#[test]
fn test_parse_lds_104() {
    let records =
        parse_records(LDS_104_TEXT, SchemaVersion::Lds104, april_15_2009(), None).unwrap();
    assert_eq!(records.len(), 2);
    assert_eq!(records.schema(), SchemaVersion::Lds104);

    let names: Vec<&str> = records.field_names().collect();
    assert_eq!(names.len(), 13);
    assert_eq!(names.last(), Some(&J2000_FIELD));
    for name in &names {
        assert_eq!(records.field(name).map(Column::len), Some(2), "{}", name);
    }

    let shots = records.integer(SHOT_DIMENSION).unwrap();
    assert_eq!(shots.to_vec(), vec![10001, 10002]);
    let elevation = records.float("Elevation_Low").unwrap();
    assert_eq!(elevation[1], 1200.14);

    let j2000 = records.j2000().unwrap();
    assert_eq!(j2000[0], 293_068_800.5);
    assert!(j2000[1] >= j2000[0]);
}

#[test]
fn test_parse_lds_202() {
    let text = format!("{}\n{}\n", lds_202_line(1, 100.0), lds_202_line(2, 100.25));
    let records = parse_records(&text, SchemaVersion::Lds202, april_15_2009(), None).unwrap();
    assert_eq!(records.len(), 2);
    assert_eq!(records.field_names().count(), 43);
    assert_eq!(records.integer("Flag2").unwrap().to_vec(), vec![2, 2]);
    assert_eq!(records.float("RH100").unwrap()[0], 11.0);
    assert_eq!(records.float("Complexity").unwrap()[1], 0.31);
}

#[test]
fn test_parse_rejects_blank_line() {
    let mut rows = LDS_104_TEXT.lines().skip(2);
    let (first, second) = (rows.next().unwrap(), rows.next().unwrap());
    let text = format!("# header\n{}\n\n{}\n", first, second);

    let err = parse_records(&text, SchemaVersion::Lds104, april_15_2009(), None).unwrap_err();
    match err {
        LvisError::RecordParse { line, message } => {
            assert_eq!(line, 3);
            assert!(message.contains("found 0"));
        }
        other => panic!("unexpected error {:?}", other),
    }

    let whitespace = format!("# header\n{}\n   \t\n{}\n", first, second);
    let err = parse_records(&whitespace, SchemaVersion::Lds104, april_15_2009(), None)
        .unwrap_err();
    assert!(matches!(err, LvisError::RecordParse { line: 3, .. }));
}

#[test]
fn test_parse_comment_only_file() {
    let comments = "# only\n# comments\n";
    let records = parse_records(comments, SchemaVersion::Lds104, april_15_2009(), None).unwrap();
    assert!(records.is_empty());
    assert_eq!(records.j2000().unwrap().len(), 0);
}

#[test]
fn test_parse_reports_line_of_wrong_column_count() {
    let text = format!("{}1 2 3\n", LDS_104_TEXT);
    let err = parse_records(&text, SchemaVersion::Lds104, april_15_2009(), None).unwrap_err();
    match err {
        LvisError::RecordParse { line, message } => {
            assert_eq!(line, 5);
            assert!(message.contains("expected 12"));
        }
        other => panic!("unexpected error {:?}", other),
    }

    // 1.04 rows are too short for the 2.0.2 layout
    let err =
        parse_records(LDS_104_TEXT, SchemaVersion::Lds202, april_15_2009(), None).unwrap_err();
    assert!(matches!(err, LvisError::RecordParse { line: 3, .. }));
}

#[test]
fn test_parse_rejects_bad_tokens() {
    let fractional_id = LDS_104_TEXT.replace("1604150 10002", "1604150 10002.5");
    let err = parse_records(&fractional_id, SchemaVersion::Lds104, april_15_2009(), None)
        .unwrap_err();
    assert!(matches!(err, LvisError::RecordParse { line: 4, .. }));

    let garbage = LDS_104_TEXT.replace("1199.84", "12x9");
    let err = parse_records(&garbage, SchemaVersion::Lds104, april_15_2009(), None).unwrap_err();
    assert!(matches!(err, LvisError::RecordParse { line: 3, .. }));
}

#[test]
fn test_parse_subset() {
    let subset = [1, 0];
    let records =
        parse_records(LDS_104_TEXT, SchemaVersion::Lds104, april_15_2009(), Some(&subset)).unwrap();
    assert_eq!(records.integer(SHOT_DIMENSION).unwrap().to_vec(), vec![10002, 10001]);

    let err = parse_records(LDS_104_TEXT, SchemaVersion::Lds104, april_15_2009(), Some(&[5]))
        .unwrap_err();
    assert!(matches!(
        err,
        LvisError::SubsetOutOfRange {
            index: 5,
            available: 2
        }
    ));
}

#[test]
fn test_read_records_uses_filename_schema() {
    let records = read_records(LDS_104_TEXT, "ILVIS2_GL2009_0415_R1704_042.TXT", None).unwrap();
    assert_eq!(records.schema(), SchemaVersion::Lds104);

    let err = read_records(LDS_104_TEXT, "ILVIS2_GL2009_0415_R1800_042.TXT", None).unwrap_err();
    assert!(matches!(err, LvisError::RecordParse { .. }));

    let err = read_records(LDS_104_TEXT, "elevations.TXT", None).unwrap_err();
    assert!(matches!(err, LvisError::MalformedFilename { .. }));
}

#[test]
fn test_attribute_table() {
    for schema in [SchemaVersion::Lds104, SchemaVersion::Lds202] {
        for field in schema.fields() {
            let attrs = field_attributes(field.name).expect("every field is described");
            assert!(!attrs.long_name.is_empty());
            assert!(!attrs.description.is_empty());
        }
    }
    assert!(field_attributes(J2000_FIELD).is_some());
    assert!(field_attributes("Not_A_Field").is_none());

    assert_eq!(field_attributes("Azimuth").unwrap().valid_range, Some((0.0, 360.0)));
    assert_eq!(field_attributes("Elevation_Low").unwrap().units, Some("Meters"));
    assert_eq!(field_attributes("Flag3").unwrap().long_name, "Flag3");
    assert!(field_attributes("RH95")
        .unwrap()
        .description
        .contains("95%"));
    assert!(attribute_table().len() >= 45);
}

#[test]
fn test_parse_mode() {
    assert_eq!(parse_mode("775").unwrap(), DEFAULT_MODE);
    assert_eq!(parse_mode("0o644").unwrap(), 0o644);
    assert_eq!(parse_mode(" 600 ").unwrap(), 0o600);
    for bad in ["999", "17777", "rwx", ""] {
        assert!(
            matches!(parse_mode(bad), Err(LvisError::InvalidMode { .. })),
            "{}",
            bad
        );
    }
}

______

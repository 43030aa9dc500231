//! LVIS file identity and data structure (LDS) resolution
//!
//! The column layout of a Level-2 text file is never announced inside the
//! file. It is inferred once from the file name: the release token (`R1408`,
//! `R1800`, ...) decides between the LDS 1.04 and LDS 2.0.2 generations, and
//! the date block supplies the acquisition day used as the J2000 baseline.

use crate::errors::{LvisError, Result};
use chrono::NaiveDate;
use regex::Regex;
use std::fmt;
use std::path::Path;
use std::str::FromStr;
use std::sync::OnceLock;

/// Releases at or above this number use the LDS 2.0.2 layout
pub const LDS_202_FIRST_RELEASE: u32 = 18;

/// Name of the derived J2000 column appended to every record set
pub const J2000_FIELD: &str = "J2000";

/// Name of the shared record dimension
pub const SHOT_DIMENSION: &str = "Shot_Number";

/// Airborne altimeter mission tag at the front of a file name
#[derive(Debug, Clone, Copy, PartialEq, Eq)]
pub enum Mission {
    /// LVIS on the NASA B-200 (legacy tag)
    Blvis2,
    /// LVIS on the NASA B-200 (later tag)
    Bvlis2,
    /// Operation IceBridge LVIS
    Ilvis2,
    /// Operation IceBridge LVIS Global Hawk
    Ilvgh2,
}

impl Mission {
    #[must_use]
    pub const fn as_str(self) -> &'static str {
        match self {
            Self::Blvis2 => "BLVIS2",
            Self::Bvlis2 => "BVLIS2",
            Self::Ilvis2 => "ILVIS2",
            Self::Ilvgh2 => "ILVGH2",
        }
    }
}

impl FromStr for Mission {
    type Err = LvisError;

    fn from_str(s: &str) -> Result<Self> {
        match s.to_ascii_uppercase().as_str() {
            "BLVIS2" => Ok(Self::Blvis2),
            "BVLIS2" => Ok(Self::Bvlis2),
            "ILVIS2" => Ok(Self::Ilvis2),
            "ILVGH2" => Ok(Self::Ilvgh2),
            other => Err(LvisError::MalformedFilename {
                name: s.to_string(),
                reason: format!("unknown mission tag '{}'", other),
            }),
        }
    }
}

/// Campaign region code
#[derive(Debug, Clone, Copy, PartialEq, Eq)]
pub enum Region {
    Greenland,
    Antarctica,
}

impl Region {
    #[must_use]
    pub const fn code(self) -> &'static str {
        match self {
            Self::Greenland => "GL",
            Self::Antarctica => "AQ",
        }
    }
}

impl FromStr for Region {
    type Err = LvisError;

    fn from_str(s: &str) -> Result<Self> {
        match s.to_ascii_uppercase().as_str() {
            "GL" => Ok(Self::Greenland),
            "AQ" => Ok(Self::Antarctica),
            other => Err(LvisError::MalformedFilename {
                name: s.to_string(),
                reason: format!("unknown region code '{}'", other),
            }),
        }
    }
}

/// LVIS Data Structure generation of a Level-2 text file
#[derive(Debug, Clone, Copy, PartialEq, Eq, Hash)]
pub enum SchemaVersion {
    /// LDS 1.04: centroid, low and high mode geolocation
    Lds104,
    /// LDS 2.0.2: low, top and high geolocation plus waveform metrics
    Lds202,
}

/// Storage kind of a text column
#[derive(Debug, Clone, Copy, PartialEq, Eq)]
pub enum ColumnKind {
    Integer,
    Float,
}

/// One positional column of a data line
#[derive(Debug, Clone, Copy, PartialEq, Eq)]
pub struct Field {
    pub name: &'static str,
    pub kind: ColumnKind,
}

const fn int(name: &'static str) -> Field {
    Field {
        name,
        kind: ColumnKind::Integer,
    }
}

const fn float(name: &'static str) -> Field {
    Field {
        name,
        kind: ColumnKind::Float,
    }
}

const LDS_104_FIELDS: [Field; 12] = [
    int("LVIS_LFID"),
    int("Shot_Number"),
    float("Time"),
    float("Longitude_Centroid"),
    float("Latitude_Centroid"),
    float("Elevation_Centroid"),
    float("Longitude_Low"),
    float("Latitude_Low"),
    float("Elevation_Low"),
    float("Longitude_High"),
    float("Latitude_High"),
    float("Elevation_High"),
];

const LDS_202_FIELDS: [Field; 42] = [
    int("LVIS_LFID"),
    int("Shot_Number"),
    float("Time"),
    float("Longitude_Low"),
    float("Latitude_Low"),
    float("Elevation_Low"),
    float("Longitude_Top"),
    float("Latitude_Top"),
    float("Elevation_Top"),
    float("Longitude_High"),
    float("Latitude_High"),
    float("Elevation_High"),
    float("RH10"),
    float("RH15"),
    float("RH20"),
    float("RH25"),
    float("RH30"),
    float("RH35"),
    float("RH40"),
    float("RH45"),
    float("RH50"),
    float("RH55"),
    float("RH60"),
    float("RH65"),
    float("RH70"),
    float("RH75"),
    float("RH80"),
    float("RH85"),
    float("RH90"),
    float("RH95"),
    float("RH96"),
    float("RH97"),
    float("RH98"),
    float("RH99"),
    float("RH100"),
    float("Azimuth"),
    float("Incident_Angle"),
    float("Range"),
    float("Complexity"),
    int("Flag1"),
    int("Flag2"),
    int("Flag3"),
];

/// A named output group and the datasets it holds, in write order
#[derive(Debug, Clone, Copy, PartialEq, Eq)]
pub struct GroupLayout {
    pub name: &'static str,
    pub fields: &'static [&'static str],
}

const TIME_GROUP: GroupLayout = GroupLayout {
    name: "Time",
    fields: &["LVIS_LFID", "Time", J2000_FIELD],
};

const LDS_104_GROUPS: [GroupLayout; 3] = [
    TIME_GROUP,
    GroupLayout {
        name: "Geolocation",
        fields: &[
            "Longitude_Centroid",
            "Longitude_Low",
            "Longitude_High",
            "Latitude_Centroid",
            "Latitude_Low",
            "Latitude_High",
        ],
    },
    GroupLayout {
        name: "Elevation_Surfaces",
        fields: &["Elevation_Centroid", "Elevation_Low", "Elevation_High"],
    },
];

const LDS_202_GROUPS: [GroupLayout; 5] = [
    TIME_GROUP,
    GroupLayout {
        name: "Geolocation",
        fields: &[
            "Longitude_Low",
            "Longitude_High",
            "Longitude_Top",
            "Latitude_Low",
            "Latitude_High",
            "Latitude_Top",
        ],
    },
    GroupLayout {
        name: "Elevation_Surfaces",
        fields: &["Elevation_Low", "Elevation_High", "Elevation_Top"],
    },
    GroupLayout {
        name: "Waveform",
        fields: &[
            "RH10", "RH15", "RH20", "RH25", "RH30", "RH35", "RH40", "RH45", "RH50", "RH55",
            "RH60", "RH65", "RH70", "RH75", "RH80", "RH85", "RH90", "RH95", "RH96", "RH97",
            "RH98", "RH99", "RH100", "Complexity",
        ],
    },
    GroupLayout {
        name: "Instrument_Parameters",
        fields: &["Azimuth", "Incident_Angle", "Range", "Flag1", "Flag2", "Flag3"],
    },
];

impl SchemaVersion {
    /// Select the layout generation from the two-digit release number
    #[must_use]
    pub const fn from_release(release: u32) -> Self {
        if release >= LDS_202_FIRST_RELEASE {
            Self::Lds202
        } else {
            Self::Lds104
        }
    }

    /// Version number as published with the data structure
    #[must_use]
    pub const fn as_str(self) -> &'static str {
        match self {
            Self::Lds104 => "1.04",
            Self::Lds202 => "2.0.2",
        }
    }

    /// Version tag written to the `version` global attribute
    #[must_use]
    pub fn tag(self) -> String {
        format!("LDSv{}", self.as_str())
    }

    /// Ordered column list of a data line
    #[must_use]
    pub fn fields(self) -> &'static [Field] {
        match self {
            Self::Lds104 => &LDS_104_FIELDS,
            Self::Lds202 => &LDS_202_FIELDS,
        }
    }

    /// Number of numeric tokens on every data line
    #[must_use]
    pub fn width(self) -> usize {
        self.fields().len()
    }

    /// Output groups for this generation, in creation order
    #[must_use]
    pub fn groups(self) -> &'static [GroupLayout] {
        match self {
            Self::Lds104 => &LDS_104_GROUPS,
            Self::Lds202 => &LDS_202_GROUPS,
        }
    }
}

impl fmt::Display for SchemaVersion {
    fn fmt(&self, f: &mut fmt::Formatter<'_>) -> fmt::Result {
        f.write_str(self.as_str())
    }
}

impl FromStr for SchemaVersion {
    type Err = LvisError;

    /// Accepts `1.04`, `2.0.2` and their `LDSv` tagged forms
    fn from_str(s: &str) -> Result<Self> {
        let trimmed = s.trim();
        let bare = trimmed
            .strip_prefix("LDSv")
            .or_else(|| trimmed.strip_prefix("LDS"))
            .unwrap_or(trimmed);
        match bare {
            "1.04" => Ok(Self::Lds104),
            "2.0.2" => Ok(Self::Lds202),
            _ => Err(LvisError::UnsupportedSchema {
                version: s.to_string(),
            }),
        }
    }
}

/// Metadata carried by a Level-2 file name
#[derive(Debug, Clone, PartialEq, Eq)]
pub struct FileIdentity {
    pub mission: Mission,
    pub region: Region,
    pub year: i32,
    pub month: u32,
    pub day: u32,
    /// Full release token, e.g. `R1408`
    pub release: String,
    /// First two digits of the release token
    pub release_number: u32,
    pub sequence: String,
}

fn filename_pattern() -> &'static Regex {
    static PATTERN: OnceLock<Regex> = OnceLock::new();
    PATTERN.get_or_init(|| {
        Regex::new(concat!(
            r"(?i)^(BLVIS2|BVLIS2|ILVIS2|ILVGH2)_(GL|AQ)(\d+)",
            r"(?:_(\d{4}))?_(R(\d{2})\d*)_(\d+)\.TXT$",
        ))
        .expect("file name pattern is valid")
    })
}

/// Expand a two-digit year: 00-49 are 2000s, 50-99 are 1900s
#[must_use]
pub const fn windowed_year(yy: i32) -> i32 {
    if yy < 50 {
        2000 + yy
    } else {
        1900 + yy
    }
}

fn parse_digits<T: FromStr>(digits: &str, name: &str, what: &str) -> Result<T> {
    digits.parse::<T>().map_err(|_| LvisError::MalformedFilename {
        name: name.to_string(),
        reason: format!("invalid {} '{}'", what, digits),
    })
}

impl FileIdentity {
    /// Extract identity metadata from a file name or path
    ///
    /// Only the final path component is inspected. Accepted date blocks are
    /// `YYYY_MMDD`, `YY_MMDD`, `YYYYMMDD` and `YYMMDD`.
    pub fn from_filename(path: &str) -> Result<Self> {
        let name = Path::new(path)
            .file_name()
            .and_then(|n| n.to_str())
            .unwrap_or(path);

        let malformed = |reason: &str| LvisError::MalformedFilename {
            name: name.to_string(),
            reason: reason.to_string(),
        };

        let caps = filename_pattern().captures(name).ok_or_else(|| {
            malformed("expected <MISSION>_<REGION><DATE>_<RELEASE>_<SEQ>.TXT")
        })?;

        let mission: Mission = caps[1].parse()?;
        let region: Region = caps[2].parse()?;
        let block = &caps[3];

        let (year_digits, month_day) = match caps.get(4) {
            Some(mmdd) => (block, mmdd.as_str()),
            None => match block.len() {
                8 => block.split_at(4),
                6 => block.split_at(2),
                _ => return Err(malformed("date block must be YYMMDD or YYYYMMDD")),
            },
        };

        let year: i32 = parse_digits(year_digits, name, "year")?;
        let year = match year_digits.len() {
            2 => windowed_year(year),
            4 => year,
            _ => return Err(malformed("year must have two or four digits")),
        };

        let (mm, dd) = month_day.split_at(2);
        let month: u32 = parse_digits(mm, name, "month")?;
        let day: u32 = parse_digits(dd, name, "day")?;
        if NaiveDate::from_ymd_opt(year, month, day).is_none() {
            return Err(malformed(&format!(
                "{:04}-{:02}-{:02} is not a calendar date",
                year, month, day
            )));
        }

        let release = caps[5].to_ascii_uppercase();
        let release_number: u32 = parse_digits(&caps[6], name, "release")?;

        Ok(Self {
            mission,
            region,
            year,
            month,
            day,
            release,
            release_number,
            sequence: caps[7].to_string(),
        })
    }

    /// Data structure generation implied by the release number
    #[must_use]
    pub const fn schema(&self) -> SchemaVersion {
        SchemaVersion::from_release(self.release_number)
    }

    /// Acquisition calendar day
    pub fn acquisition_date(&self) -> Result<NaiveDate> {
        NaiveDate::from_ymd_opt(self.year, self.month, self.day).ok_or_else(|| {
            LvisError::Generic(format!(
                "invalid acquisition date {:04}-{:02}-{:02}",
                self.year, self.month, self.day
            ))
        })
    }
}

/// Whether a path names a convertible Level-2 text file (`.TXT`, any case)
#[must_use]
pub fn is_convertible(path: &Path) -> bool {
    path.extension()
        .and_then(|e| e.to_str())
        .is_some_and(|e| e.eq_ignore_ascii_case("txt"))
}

______

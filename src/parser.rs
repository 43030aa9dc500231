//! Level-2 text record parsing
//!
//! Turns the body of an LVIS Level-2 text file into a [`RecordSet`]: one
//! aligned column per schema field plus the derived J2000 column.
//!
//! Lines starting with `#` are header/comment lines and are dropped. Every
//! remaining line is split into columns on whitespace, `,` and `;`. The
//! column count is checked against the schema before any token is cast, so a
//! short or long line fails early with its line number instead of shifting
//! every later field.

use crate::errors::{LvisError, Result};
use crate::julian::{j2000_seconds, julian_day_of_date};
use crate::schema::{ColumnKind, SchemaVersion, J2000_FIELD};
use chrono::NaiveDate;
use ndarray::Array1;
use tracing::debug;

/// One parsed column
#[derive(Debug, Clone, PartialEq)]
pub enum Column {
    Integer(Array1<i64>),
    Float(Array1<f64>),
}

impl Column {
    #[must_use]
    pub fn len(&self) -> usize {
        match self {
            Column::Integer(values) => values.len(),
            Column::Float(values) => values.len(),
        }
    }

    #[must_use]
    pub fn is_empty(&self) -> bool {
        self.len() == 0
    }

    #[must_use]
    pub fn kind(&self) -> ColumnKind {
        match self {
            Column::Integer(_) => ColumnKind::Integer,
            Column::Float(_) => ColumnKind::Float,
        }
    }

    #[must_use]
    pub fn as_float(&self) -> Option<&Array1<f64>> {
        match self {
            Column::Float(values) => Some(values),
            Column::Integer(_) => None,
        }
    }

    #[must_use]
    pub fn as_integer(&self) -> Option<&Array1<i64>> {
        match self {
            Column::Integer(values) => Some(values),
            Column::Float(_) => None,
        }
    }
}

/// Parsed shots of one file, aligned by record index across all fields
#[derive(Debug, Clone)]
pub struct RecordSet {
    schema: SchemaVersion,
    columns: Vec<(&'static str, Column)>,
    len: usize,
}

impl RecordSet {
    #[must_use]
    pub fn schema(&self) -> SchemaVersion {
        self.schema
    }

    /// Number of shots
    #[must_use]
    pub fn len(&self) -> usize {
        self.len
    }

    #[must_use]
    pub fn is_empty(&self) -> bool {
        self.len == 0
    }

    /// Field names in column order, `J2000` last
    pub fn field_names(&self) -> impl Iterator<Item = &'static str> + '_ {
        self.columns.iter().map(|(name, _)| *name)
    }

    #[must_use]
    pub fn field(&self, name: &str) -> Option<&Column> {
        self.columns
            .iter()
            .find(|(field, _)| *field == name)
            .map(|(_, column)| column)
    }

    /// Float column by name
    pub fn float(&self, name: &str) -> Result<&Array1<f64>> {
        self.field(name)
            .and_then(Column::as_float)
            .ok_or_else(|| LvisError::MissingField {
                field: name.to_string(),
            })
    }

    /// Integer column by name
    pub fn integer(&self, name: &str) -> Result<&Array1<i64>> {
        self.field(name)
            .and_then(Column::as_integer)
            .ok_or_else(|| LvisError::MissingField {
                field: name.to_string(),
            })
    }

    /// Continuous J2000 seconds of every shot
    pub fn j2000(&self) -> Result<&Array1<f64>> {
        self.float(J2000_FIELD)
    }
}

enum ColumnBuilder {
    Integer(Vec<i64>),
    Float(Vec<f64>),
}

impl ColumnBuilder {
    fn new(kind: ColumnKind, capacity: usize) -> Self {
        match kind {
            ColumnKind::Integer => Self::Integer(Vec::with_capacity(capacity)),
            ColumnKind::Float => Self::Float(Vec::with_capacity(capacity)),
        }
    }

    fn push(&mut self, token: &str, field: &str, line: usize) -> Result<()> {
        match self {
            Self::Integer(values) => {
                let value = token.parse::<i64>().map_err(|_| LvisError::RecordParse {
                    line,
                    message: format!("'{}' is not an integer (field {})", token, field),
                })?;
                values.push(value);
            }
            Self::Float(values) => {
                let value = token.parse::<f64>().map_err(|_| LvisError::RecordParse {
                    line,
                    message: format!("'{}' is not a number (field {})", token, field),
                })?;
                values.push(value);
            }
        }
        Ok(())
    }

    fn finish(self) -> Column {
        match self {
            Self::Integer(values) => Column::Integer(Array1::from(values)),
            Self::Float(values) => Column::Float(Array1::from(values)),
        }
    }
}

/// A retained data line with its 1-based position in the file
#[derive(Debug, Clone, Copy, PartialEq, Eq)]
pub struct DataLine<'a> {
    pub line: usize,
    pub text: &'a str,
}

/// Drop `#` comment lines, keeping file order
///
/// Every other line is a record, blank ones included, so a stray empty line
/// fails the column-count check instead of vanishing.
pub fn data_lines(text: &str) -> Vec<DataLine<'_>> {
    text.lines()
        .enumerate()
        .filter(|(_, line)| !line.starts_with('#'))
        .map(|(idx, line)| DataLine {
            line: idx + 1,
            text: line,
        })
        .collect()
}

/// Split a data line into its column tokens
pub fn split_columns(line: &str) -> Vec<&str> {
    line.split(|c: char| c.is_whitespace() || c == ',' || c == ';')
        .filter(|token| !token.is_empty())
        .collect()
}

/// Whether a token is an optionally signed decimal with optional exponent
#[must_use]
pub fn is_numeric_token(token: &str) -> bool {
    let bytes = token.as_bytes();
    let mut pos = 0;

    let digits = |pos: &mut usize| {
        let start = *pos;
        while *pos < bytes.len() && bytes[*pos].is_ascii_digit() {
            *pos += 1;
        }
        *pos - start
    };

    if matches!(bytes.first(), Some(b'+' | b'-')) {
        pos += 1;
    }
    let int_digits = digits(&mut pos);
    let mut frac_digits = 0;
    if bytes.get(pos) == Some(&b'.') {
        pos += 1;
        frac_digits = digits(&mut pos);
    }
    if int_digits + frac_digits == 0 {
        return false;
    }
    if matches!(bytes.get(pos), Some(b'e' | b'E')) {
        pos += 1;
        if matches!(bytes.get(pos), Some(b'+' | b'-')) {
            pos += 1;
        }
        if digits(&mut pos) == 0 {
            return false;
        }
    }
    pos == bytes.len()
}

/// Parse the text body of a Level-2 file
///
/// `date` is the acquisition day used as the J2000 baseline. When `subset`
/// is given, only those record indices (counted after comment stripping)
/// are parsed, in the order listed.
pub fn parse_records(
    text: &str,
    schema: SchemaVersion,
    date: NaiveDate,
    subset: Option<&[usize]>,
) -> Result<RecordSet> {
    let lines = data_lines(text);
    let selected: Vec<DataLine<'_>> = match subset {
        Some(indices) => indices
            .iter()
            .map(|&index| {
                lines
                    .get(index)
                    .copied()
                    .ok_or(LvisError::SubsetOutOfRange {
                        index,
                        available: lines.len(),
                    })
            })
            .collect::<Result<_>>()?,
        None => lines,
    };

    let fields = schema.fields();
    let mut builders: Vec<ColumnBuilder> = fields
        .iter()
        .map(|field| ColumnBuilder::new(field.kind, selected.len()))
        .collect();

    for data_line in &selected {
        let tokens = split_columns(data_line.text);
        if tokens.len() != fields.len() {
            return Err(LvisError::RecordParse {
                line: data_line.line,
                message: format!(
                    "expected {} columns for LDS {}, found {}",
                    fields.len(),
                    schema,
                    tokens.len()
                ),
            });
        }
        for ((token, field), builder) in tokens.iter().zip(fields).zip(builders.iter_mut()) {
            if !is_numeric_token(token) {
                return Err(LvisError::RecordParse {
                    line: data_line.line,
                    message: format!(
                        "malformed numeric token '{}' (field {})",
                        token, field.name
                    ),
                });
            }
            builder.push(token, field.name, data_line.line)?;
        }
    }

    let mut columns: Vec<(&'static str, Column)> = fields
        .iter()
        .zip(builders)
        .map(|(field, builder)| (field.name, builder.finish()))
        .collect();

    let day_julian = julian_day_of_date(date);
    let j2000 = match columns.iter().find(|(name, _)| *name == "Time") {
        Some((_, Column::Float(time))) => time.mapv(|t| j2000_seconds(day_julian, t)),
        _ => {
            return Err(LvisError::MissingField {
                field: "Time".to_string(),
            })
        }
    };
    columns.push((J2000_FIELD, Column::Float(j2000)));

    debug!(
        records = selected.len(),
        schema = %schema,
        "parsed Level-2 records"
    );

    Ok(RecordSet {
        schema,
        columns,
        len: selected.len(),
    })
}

______

**WORK INSTRUCTION:** Each line containing "found" belongs in the answer; pick these out of the material and copy them.

**REPLY:**
            assert!(message.contains("found 0"));
                    "expected {} columns for LDS {}, found {}",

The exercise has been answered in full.